Ordinary crisis? Kinship in Botswana’s time of AIDS
Reece, Koreen May
This thesis demonstrates that all of the practices which define and produce the Tswana family involve dimensions of risk, conflict, and crisis – glossed as dikgang (sing. kgang) – that also threaten to undo it. Dikgang need constantly to be addressed in the right ways by the right people, in a continuously adaptive process of negotiation. Efforts to negotiate dikgang are also fraught, and often produce further problems in turn. I show that Tswana kinship is experienced, generated, and sustained in a continuous cycle of risk, conflict, and irresolution; and that it creates and thrives on crisis.
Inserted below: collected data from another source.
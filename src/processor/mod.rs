pub mod cache;
pub mod pool;

use std::collections::HashSet;
use std::sync::{
    atomic::{AtomicBool, Ordering},
    Arc,
};
use std::time::{Duration, Instant};

use anyhow::{bail, Result};

use crate::config::Config;
use crate::constants::{mods, Gamemode, MAX_RANKED_STATUS, MIN_RANKED_STATUS};
use crate::infrastructure::{
    batch::UpdateBatch,
    database::{DbHandle, QuerySubmitter},
    datadog::Metrics,
};
use crate::models::User;
use crate::performance::{PpRecord, Score, ScoreData};
use crate::repository;
use crate::utils;

use cache::BeatmapCache;
use pool::WorkerPool;

// A score is notable when it alone carries more than this fraction of the
// player's total, and the net change clears the minimum.
const NOTABLE_EVENT_RATING_THRESHOLD: f32 = 1.0 / 21.5;
const NOTABLE_EVENT_RATING_DIFFERENCE_MINIMUM: f32 = 5.0;

const USER_ID_STEP: i64 = 10_000;
const LAST_SCORE_ID_UPDATE_STEP: u32 = 100;
const BULK_BATCH_HIGH_WATER_MARK: usize = 10_000;

pub struct Processor {
    gamemode: Gamemode,
    config: Arc<Config>,
    db: DbHandle,
    db_slave: DbHandle,
    submitter: QuerySubmitter,
    metrics: Metrics,
    beatmaps: BeatmapCache,
    blacklist: HashSet<i32>,
    shall_shutdown: Arc<AtomicBool>,
}
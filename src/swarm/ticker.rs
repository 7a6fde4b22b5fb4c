//! Periodic callbacks with explicit cancellation handles.
//!
//! A [`Scheduler`] runs an async task at a fixed period and hands back a
//! [`TickHandle`]. The periodic source stays alive until the handle is
//! cancelled or dropped, whichever happens first.

use futures::future::BoxFuture;
use log::debug;
use std::sync::{Arc, Mutex, MutexGuard, PoisonError};
use std::time::Duration;
use tokio::time::{interval_at, Instant, MissedTickBehavior};
use tokio_util::sync::CancellationToken;

/// Async callback fired on every tick
pub type TickFn = Arc<dyn Fn() -> BoxFuture<'static, ()> + Send + Sync>;

/// Source of periodic ticks
pub trait Scheduler: Send + Sync {
    /// Run `task` every `period` until the returned handle is released
    fn every(&self, period: Duration, task: TickFn) -> TickHandle;
}

/// Ownership of one periodic tick source
///
/// Cancelling happens exactly once, either through [`TickHandle::cancel`]
/// or when the handle is dropped.
#[derive(Debug)]
pub struct TickHandle {
    token: CancellationToken,
}

impl TickHandle {
    fn new(token: CancellationToken) -> Self {
        Self { token }
    }

    /// Stop the tick source
    pub fn cancel(mut self) {
        self.release();
    }

    /// Whether the source has already been stopped
    pub fn is_cancelled(&self) -> bool {
        self.token.is_cancelled()
    }

    fn release(&mut self) {
        if self.token.is_cancelled() {
            return;
        }
        self.token.cancel();
        debug!("Tick source cancelled");
    }
}

impl Drop for TickHandle {
    fn drop(&mut self) {
        self.release();
    }
}

/// Ticks driven by the tokio timer
#[derive(Debug, Clone, Default)]
pub struct TokioScheduler;

impl Scheduler for TokioScheduler {
    fn every(&self, period: Duration, task: TickFn) -> TickHandle {
        let period = period.max(Duration::from_millis(1));
        let token = CancellationToken::new();
        let cancelled = token.clone();

        tokio::spawn(async move {
            // first tick lands one period after start
            let mut timer = interval_at(Instant::now() + period, period);
            timer.set_missed_tick_behavior(MissedTickBehavior::Delay);

            loop {
                tokio::select! {
                    biased;
                    _ = cancelled.cancelled() => break,
                    _ = timer.tick() => task().await,
                }
            }

            debug!("Tick task stopped");
        });

        debug!("Tick task started with period {:?}", period);
        TickHandle::new(token)
    }
}

struct ManualSource {
    token: CancellationToken,
    task: TickFn,
}

/// Deterministic scheduler advanced by hand
///
/// Clones share the same set of sources, so a test can keep one clone
/// while a view owns another.
#[derive(Clone, Default)]
pub struct ManualScheduler {
    sources: Arc<Mutex<Vec<ManualSource>>>,
}

impl ManualScheduler {
    pub fn new() -> Self {
        Self::default()
    }

    fn sources(&self) -> MutexGuard<'_, Vec<ManualSource>> {
        self.sources.lock().unwrap_or_else(PoisonError::into_inner)
    }

    /// Number of sources that have not been cancelled
    pub fn live_sources(&self) -> usize {
        self.sources()
            .iter()
            .filter(|s| !s.token.is_cancelled())
            .count()
    }

    /// Fire every live source `ticks` times
    pub async fn advance(&self, ticks: u32) {
        for _ in 0..ticks {
            let tasks: Vec<TickFn> = {
                let mut sources = self.sources();
                sources.retain(|s| !s.token.is_cancelled());
                sources.iter().map(|s| Arc::clone(&s.task)).collect()
            };

            for task in tasks {
                task().await;
            }
        }
    }
}

impl Scheduler for ManualScheduler {
    fn every(&self, _period: Duration, task: TickFn) -> TickHandle {
        let token = CancellationToken::new();
        self.sources().push(ManualSource {
            token: token.clone(),
            task,
        });
        TickHandle::new(token)
    }
}
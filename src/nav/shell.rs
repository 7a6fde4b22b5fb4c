use log::debug;

use crate::core::context::UserContext;

use super::items::{NavItem, NAV_ITEMS};

/// Routes that render without navigation chrome
const BARE_ROUTES: [&str; 2] = ["/", "/create-id"];

/// Scroll offset after which the bar gets its solid backdrop
const SCROLL_THRESHOLD: f64 = 20.0;

/// Navigation chrome decisions for one route and user
#[derive(Debug, Clone)]
pub struct NavShell {
    path: String,
    user: UserContext,
}

impl NavShell {
    pub fn new(path: impl Into<String>, user: UserContext) -> Self {
        Self {
            path: path.into(),
            user,
        }
    }

    pub fn path(&self) -> &str {
        &self.path
    }

    /// Whether the navigation bar is rendered at all
    pub fn shows_nav(&self) -> bool {
        !BARE_ROUTES.contains(&self.path.as_str())
    }

    /// Rows of padding the page content needs below the bar
    pub fn content_offset(&self) -> usize {
        if self.shows_nav() {
            1
        } else {
            0
        }
    }

    /// The highlighted item, if the route belongs to one
    pub fn active_item(&self) -> Option<&'static NavItem> {
        NAV_ITEMS.iter().find(|item| item.matches(&self.path))
    }

    pub fn items(&self) -> &'static [NavItem] {
        &NAV_ITEMS
    }

    /// Where the avatar link points
    pub fn profile_href(&self) -> String {
        match self.user.dev_id() {
            Some(dev_id) => format!("/profile/{}", dev_id),
            None => "/create-id".to_string(),
        }
    }
}

/// Mobile menu and scroll state of the navigation bar
#[derive(Debug, Clone, Copy, Default, PartialEq, Eq)]
pub struct MenuState {
    open: bool,
    scrolled: bool,
}

impl MenuState {
    pub fn is_open(&self) -> bool {
        self.open
    }

    pub fn is_scrolled(&self) -> bool {
        self.scrolled
    }

    pub fn toggle(&mut self) {
        self.open = !self.open;
    }

    /// Following a menu link closes the menu
    pub fn navigate(&mut self, item: &NavItem) {
        debug!("Navigating to {}", item.href);
        self.open = false;
    }

    pub fn on_scroll(&mut self, offset: f64) {
        self.scrolled = offset > SCROLL_THRESHOLD;
    }
}
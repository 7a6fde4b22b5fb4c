//! Built-in sample of nearby developers.

use super::models::{Developer, Status};

#[allow(clippy::too_many_arguments)]
fn developer(
    id: &str,
    name: &str,
    handle: &str,
    distance_km: f64,
    skills: &[&str],
    status: Status,
    badges: &[&str],
    open_for_collab: bool,
) -> Developer {
    Developer {
        id: id.into(),
        name: name.into(),
        handle: handle.into(),
        distance_km,
        skills: skills.iter().map(|s| s.to_string()).collect(),
        status,
        badges: badges.iter().map(|b| b.to_string()).collect(),
        open_for_collab,
    }
}

/// The developers shown by the hyperlocal swarm when no data file is configured
pub fn nearby_developers() -> Vec<Developer> {
    vec![
        developer(
            "1",
            "Alex Chen",
            "alexchen",
            0.8,
            &["React", "TypeScript", "Node.js"],
            Status::Online,
            &["🏆", "⭐", "🚀", "💎"],
            true,
        ),
        developer(
            "2",
            "Sarah Park",
            "sarahp",
            1.2,
            &["Python", "AI/ML", "TensorFlow"],
            Status::Online,
            &["🔥", "☕", "⚡", "☀️"],
            false,
        ),
        developer(
            "3",
            "Marcus Johnson",
            "marcusj",
            2.1,
            &["Next.js", "Security", "React"],
            Status::Busy,
            &["💻", "🎯", "🌟"],
            true,
        ),
    ]
}
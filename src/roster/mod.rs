//! Developer roster for DevOrbit views
//!
//! Holds the read-only developer records, the built-in sample set and
//! the sources a view loads its developers from.

mod models;
pub mod seed;
mod source;

pub use models::{validate_roster, Developer, Status};
pub use source::{load_roster, source_from_config, DeveloperSource, JsonFileSource, SeedSource};
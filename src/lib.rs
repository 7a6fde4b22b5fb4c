pub mod cli;
pub mod core;
pub mod nav;
pub mod render;
pub mod roster;
pub mod swarm;
//! Read-only user context passed explicitly to the views that need it.

/// The signed-in developer as seen by the navigation shell
#[derive(Debug, Clone, Default, PartialEq, Eq)]
pub struct UserContext {
    dev_id: Option<String>,
}

impl UserContext {
    pub fn new(dev_id: Option<String>) -> Self {
        let dev_id = dev_id.filter(|id| !id.is_empty());
        Self { dev_id }
    }

    /// A visitor who has not created a DevOrbit identity yet
    pub fn anonymous() -> Self {
        Self::default()
    }

    pub fn dev_id(&self) -> Option<&str> {
        self.dev_id.as_deref()
    }

    pub fn has_identity(&self) -> bool {
        self.dev_id.is_some()
    }
}
use anyhow::Result;
use clap::Parser;
use devorbit::cli::{self, Cli, Commands};
use log::{info, LevelFilter};

#[tokio::main]
async fn main() -> Result<()> {
    // Parse command line arguments
    let cli = Cli::parse();

    // Initialize logger
    let log_level = if cli.debug {
        LevelFilter::Debug
    } else {
        LevelFilter::Info
    };
    env_logger::Builder::new()
        .filter_level(log_level)
        .init();

    if matches!(cli.command, Commands::Swarm) {
        print_banner();
    }

    info!("Starting DevOrbit");

    cli::run(cli).await?;

    Ok(())
}

fn print_banner() {
    println!("\n==============================================");
    println!("  DevOrbit - Hyperlocal Swarm v0.1.0");
    println!("==============================================");
    println!("  type `help` for commands, `quit` to leave");
    println!("==============================================\n");
}
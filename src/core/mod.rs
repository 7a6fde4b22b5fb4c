pub mod config;
pub mod context;
pub mod error;
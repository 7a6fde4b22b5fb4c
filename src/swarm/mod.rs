//! Hyperlocal swarm: nearby-developer discovery with a timed session.

pub mod particles;
pub mod screen;
pub mod session;
pub mod skills;
pub mod ticker;

pub use particles::*;
pub use screen::*;
pub use session::*;
pub use skills::top_skills;
pub use ticker::*;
In a kinship system renowned for its structural fluidity, I demonstrate that these processes chart the limits of family, and define relationships within it. I further suggest that understanding kinship in these terms provides unique insight into the effects of public health and social welfare crises – like the AIDS epidemic – which may work to strengthen Tswana families, rather than simply destroying them. However, governmental and non-governmental interventions responding to such crises operate according to different assumptions about the stability and fragility of the family, and its incapacity to cope with crisis. The thesis argues that the frustrations such interventions typically face may be traced back to divergent understandings about what constitutes and sustains family, and the role of conflict and crisis in that process. The effects of such interventions are linked to the ways in which they enable, invert, disrupt, or bypass everyday practices of kinship among the Tswana, and instantiate practices and ideals of kinship from elsewhere. I argue that holding these intervening agencies and families in the same frame illustrates suggestive links between the spheres of kinship and politics on both national and transnational levels.